Complications of hemodialysis access include infection, clotting, venous outflow obstruction, and failure of the access, which may be related to mal-positioning or movement, kinking, or breaking of the line. Because these complications result in an inability to provide dialysis and may require surgical replacement of the line, only trained dialysis staff should use dialysis lines. Anticoagulation is used during dialysis to maintain patency of the lines, and the details of this are reviewed in Chapter 74 . Additional information regarding access may be found in Chapter 72 .

Equipment/Preparation

Equipment for hemodialysis includes dialysis machines, blood lines, and dialyzers. Each must be carefully considered to provide the safest and most efficient treatment for the infant. Many dialysis machines will now allow low blood flows, although none provides specific indications for infant dialysis, and thus provision of infant dialysis is an off-label use of the machine. Use of newer machines created for infants is typically geared toward continuous renal replacement therapy (CRRT), which is discussed elsewhere. Of critical importance in selecting a dialysis machine to use for the infant is the availability of accurate control of ultrafiltration. In the infant, even small volumes of ultrafiltration may result in hemodynamic changes. The ordering clinician should know the margin of error for ultrafiltration for each type of machine used.

One must have accurate information regarding the priming volume of the blood lines and the dialyzer. This should be available on standard packaging. The priming volume of the dialyzer and blood lines should never exceed 10% of patient's blood volume. For small patients, use of blood to prime the circuit may be required to avoid hemodynamic compromise and hemodilution. Use of neonatal lines may allow the clinician to reduce or avoid blood primes. If a blood prime is required, an aliquot of packed red blood cells should be diluted to achieve a priming hematocrit of 35%–45%. Consideration when using blood primes includes the potential for sensitization when exposing an infant to multiple blood donors, which may complicate future transplantation. Donated blood is anticoagulated with citrate, which may lead to hypocalcemia in the infant, and thus, serum calcium should be assessed and supplemental calcium provided if indicated. Blood primes also contain a significant amount of potassium, and, if possible, one should use fresh blood or washed red cells to avoid hyperkalemia. At the end of a treatment initiated with a blood prime, blood in the lines is not returned to the patient as this would represent a large-volume transfusion and can lead to hypervolemia, hypertension, and/or pulmonary edema. If the prime volume is less than 10% of the blood volume, 5% albumin may be used for priming. Lines may need to be warmed to prevent hypothermia in the infant undergoing hemodialysis. Frequent temperature monitoring is required.

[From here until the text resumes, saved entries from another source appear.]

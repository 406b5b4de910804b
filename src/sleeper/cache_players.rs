//! Read-through cache for the Sleeper player database.

use crate::{
    core::PlayerCache,
    error::Result,
    sleeper::{http::SleeperClient, types::PlayerMap},
};

/// Where the player database came from on this run.
#[derive(Debug, Clone, Copy, PartialEq, Eq)]
pub enum CacheStatus {
    Hit,
    Miss,
    Refreshed,
}

/// Load the player database from cache, or fetch and write it back.
///
/// Cache policy: read-through on miss or staleness, write-through on a
/// successful fetch. `refresh == true` skips the cache read entirely. A
/// failed cache write is non-fatal; the fetched data is still returned.
pub async fn load_or_fetch_players(
    client: &SleeperClient,
    cache: &PlayerCache,
    refresh: bool,
) -> Result<(PlayerMap, CacheStatus)> {
    if !refresh && cache.is_fresh() {
        if let Some(s) = cache.read() {
            if let Ok(players) = serde_json::from_str::<PlayerMap>(&s) {
                return Ok((players, CacheStatus::Hit));
            }
        }
    }

    let players = client.players().await?;

    if let Ok(json_str) = serde_json::to_string(&players) {
        let _ = cache.write(&json_str);
    }

    let status = if refresh {
        CacheStatus::Refreshed
    } else {
        CacheStatus::Miss
    };
    Ok((players, status))
}

#[cfg(test)]
mod tests {
    use super::*;
    use crate::cli::types::PlayerId;
    use crate::core::cache::PLAYERS_CACHE_MAX_AGE;
    use tempfile::tempdir;

    #[tokio::test]
    async fn test_fresh_cache_is_a_hit() {
        let dir = tempdir().unwrap();
        let cache = PlayerCache::new(dir.path().join("players.json"), PLAYERS_CACHE_MAX_AGE);
        cache
            .write(r#"{"4034":{"first_name":"Josh","last_name":"Allen","position":"QB"}}"#)
            .unwrap();

        // Client never contacted on a hit; an unroutable base URL proves it.
        let client = SleeperClient::with_base_url("http://127.0.0.1:1/v1");
        let (players, status) = load_or_fetch_players(&client, &cache, false).await.unwrap();

        assert_eq!(status, CacheStatus::Hit);
        assert_eq!(
            players[&PlayerId::new("4034")].first_name.as_deref(),
            Some("Josh")
        );
    }

    #[tokio::test]
    async fn test_corrupt_cache_falls_through_to_fetch() {
        let dir = tempdir().unwrap();
        let cache = PlayerCache::new(dir.path().join("players.json"), PLAYERS_CACHE_MAX_AGE);
        cache.write("not json at all").unwrap();

        let client = SleeperClient::with_base_url("http://127.0.0.1:1/v1");
        let result = load_or_fetch_players(&client, &cache, false).await;

        // The fetch fails (nothing is listening), but the point is the
        // corrupt cache was not served as a hit.
        assert!(result.is_err());
    }

    #[tokio::test]
    async fn test_refresh_skips_fresh_cache() {
        let dir = tempdir().unwrap();
        let cache = PlayerCache::new(dir.path().join("players.json"), PLAYERS_CACHE_MAX_AGE);
        cache.write("{}").unwrap();

        let client = SleeperClient::with_base_url("http://127.0.0.1:1/v1");
        let result = load_or_fetch_players(&client, &cache, true).await;

        assert!(result.is_err());
    }
}
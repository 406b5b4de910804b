//! The tenure engine.
//!
//! Replays a league's seasons oldest-to-newest and tracks, per player, how
//! many consecutive seasons they have been kept: on a week-1 roster without
//! being re-drafted or re-acquired from the free-agent pool. Pure function
//! over in-memory records; all I/O lives in the `sleeper` module.
//!
//! Per player the machine moves between three informal states:
//! unseen, reset-at-zero, and kept-at-n. Each season every player that has
//! ever appeared is re-evaluated:
//!
//! 1. drafted this season: counter resets to 0, whatever it was;
//! 2. on the week-1 roster and present last season (or mid-streak):
//!    counter increments by 1;
//! 3. on the week-1 roster with no prior-season footprint: counter is
//!    baselined at 0, no increment this pass;
//! 4. absent from both records: counter resets to 0 (dropped).

use serde::Serialize;
use std::collections::{BTreeMap, BTreeSet};

use crate::cli::types::{OwnerId, PlayerId, Season};

#[cfg(test)]
mod tests;

/// One season's input records: who was drafted, and the week-1 roster
/// snapshot with owner attribution.
#[derive(Debug, Clone)]
pub struct SeasonRecords {
    pub season: Season,
    /// Players drafted this season, by any team.
    pub drafted: BTreeSet<PlayerId>,
    /// Week-1 roster snapshot: player to owning team.
    pub rostered: BTreeMap<PlayerId, OwnerId>,
}

/// A currently-rostered player with a live keeper streak.
#[derive(Debug, Clone, PartialEq, Eq, Serialize)]
pub struct TenureRow {
    pub player: PlayerId,
    pub owner: OwnerId,
    /// Consecutive seasons kept.
    pub tenure: u32,
    /// Season the current stay on a roster began (the last draft or pickup).
    pub streak_started: Option<Season>,
}

/// Replay `seasons` (ordered oldest first) and report the final counters.
///
/// Returns one row per player on the final season's roster with tenure > 0,
/// sorted by owner ascending, then tenure descending, then player id for a
/// deterministic total order. Counters are rebuilt from scratch on every
/// call; nothing is carried across runs.
pub fn compute_tenure(seasons: &[SeasonRecords]) -> Vec<TenureRow> {
    let mut counters: BTreeMap<PlayerId, u32> = BTreeMap::new();
    let mut streak_start: BTreeMap<PlayerId, Season> = BTreeMap::new();
    let mut prev_present: BTreeSet<PlayerId> = BTreeSet::new();

    for records in seasons {
        // Players in the counter map but absent from both of this season's
        // records were dropped from the league.
        let dropped: Vec<PlayerId> = counters
            .keys()
            .filter(|p| !records.drafted.contains(p) && !records.rostered.contains_key(*p))
            .cloned()
            .collect();
        for player in dropped {
            counters.insert(player.clone(), 0);
            streak_start.remove(&player);
        }

        // Drafted players always reset, even if also on the week-1 roster.
        for player in &records.drafted {
            counters.insert(player.clone(), 0);
            streak_start.insert(player.clone(), records.season);
        }

        for player in records.rostered.keys() {
            if records.drafted.contains(player) {
                continue;
            }
            let mid_streak = counters.get(player).is_some_and(|c| *c > 0);
            if mid_streak || prev_present.contains(player) {
                *counters.entry(player.clone()).or_insert(0) += 1;
                streak_start.entry(player.clone()).or_insert(records.season);
            } else {
                // First-ever appearance without a draft (waiver or free
                // agent add): establish the tenure-0 baseline, no
                // increment until next season.
                counters.insert(player.clone(), 0);
                streak_start.insert(player.clone(), records.season);
            }
        }

        prev_present = records
            .drafted
            .iter()
            .chain(records.rostered.keys())
            .cloned()
            .collect();
    }

    let mut rows = Vec::new();
    if let Some(current) = seasons.last() {
        for (player, owner) in &current.rostered {
            let tenure = counters.get(player).copied().unwrap_or(0);
            if tenure > 0 {
                rows.push(TenureRow {
                    player: player.clone(),
                    owner: owner.clone(),
                    tenure,
                    streak_started: streak_start.get(player).copied(),
                });
            }
        }
    }

    rows.sort_by(|a, b| {
        a.owner
            .cmp(&b.owner)
            .then(b.tenure.cmp(&a.tenure))
            .then(a.player.cmp(&b.player))
    });
    rows
}
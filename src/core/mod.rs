//! Core utilities shared across the Sleeper tenure CLI.

pub mod cache;

pub use cache::{players_cache_path, try_read_to_string, write_string, PlayerCache};
//! Per-season snapshot fetch: draft picks and the week-1 roster.

use std::collections::{BTreeMap, BTreeSet};

use crate::{
    cli::types::{OwnerId, PlayerId},
    error::{Result, TenureError},
    sleeper::{history::SeasonLeague, http::SleeperClient, types::Roster},
    tenure::SeasonRecords,
};

/// Week-1 matchups are the authoritative "kept" snapshot; later weeks
/// reflect in-season churn.
const ROSTER_SNAPSHOT_WEEK: u8 = 1;

/// Fetch one season's draft and roster records.
///
/// Drafts, week-1 matchups, and rosters are independent reads and fetched
/// concurrently. Any failure aborts with `SeasonDataUnavailable` naming the
/// season; a season with partial data would corrupt the replay.
pub async fn fetch_season_records(
    client: &SleeperClient,
    entry: &SeasonLeague,
) -> Result<SeasonRecords> {
    let (drafts, matchups, rosters) = tokio::try_join!(
        client.league_drafts(&entry.league_id),
        client.matchups(&entry.league_id, ROSTER_SNAPSHOT_WEEK),
        client.league_rosters(&entry.league_id),
    )
    .map_err(|e| TenureError::season_unavailable(entry.season, e))?;

    // Union picks across every draft that season (startup + rookie drafts).
    let mut drafted: BTreeSet<PlayerId> = BTreeSet::new();
    for draft in &drafts {
        let picks = client
            .draft_picks(&draft.draft_id)
            .await
            .map_err(|e| TenureError::season_unavailable(entry.season, e))?;
        drafted.extend(picks.into_iter().filter_map(|p| p.player_id));
    }

    let rostered = join_week1_rosters(&matchups, &rosters);

    Ok(SeasonRecords {
        season: entry.season,
        drafted,
        rostered,
    })
}

/// Join week-1 matchup player lists with roster ownership.
///
/// Matchups carry the players each roster iced at week 1 but only a numeric
/// roster id; the rosters endpoint maps roster ids to owners.
fn join_week1_rosters(
    matchups: &[crate::sleeper::types::Matchup],
    rosters: &[Roster],
) -> BTreeMap<PlayerId, OwnerId> {
    let owners: BTreeMap<u32, OwnerId> = rosters
        .iter()
        .map(|r| (r.roster_id, r.owner_or_synthetic()))
        .collect();

    let mut rostered = BTreeMap::new();
    for matchup in matchups {
        let Some(players) = &matchup.players else {
            continue;
        };
        let owner = owners
            .get(&matchup.roster_id)
            .cloned()
            .unwrap_or_else(|| OwnerId::new(format!("roster-{}", matchup.roster_id)));
        for player in players {
            rostered.insert(player.clone(), owner.clone());
        }
    }
    rostered
}
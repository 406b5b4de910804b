//! File-cache plumbing for the player reference database.
//!
//! The player database is a few megabytes of mostly-static JSON; Sleeper
//! asks clients to fetch it at most once a day, so it lives in the user's
//! cache directory with an mtime-based freshness check.

use std::{
    fs,
    io::{Read, Write},
    path::{Path, PathBuf},
    time::{Duration, SystemTime},
};

/// Default maximum cache age before the player database is refetched.
pub const PLAYERS_CACHE_MAX_AGE: Duration = Duration::from_secs(24 * 60 * 60);

/// Path: ~/.cache/sleeper-tenure/players.json
pub fn players_cache_path() -> PathBuf {
    let base = dirs::cache_dir().unwrap_or_else(|| {
        let mut home = dirs::home_dir().unwrap_or_else(|| PathBuf::from("."));
        home.push(".cache");
        home
    });
    base.join("sleeper-tenure").join("players.json")
}

/// Try to read a file into a String
pub fn try_read_to_string(path: &Path) -> Option<String> {
    let mut f = fs::File::open(path).ok()?;
    let mut s = String::new();

    f.read_to_string(&mut s).ok()?;

    Some(s)
}

/// Write a string to file
pub fn write_string(path: &Path, contents: &str) -> std::io::Result<()> {
    if let Some(parent) = path.parent() {
        fs::create_dir_all(parent)?;
    }

    let mut f = fs::File::create(path)?;
    f.write_all(contents.as_bytes())
}

/// Read-through / write-through file cache for the player database.
///
/// The cache object is explicit and injectable so the fetch path stays
/// testable; nothing in the library touches the cache location implicitly.
#[derive(Debug, Clone)]
pub struct PlayerCache {
    path: PathBuf,
    max_age: Duration,
}

impl PlayerCache {
    pub fn new(path: PathBuf, max_age: Duration) -> Self {
        Self { path, max_age }
    }

    /// Cache at the default location with the default 24h expiry.
    pub fn default_location() -> Self {
        Self::new(players_cache_path(), PLAYERS_CACHE_MAX_AGE)
    }

    pub fn path(&self) -> &Path {
        &self.path
    }

    /// Whether a cache file exists and is younger than `max_age`.
    pub fn is_fresh(&self) -> bool {
        let Ok(meta) = fs::metadata(&self.path) else {
            return false;
        };
        let Ok(modified) = meta.modified() else {
            return false;
        };
        match SystemTime::now().duration_since(modified) {
            Ok(age) => age < self.max_age,
            // Clock skew put mtime in the future; treat as fresh.
            Err(_) => true,
        }
    }

    /// Read the cached contents, fresh or not.
    pub fn read(&self) -> Option<String> {
        try_read_to_string(&self.path)
    }

    /// Overwrite the cache, creating parent directories as needed.
    pub fn write(&self, contents: &str) -> std::io::Result<()> {
        write_string(&self.path, contents)
    }
}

For infants undergoing hemodialysis, typically, the smallest dialysis filter available is appropriate, as smaller filters will still allow for adequate clearance given the low total blood volume. There are a wide variety of filters with various blood volumes available, and each institution may have its own preferable filters based on local experience. Given the low number of small children receiving hemodialysis each year, there are no formal studies comparing the safety and efficacy of different dialysis machines and filters in infants.